***** THE RECORDS *****
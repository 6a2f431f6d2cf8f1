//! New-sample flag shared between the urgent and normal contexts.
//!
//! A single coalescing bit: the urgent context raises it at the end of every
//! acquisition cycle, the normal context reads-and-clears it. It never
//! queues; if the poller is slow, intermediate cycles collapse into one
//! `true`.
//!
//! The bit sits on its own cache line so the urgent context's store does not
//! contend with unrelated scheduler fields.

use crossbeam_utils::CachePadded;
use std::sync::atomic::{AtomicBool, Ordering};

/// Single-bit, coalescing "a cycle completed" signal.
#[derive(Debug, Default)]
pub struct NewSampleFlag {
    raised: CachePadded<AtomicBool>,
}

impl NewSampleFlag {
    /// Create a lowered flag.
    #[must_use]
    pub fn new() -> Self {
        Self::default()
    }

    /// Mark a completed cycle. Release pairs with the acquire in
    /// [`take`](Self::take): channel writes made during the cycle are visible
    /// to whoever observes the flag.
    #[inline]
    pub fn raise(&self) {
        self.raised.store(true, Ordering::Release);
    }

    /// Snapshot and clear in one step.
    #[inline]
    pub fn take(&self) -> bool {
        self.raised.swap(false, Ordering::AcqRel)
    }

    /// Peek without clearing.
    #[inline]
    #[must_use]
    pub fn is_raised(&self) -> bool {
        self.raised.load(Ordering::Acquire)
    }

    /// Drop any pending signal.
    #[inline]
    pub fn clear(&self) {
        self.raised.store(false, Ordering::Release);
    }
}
*****
***** THE RECORDS *****
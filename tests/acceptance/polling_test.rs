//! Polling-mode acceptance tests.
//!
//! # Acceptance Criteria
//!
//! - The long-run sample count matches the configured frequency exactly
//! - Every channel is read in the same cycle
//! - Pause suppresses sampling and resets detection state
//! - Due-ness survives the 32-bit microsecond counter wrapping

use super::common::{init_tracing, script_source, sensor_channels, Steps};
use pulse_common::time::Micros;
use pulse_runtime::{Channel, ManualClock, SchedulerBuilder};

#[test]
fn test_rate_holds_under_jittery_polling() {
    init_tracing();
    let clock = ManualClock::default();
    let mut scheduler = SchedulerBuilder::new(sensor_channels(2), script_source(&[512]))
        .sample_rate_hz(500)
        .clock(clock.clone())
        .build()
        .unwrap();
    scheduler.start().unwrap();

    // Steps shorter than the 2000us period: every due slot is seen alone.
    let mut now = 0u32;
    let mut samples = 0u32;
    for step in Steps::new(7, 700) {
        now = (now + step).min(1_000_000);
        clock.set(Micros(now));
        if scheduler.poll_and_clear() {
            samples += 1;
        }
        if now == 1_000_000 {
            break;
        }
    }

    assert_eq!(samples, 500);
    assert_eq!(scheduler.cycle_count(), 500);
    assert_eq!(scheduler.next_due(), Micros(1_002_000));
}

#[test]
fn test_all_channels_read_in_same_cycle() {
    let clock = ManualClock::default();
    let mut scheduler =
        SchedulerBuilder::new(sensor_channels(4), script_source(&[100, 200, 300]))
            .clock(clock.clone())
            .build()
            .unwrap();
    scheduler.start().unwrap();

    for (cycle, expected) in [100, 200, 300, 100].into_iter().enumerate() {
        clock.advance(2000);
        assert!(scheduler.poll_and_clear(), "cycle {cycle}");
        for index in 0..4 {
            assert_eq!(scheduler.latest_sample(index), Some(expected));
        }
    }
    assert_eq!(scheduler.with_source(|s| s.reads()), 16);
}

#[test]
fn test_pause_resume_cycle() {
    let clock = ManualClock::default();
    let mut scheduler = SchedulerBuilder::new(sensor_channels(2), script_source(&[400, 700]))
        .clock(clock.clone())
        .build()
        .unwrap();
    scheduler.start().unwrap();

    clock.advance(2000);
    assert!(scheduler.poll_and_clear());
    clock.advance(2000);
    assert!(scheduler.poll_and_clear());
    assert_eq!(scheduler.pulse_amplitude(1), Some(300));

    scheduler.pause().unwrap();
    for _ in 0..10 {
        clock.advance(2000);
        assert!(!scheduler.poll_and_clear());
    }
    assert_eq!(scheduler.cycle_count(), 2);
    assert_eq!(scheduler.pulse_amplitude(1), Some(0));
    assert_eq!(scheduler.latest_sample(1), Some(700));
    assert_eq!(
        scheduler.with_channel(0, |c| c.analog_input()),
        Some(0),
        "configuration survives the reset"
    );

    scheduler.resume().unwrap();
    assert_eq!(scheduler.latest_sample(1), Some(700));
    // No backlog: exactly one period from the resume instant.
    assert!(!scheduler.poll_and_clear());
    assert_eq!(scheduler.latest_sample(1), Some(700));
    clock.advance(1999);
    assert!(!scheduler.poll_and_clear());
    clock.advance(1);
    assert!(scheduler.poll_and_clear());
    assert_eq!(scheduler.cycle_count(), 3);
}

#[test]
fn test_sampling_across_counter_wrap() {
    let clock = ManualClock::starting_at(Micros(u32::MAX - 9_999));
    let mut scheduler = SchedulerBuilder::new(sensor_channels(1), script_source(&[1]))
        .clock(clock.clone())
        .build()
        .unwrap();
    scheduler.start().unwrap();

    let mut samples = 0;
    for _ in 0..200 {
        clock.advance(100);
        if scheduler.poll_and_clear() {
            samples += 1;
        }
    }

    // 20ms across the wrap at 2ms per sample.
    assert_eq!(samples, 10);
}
*****
▶ _ABOUT THIS EXERCISE_
Throughout the material above, find each line with "store" and return it.

▶ _RESULT OF THIS TASK_
//! The bit sits on its own cache line so the urgent context's store does not
        self.raised.store(true, Ordering::Release);
        self.raised.store(false, Ordering::Release);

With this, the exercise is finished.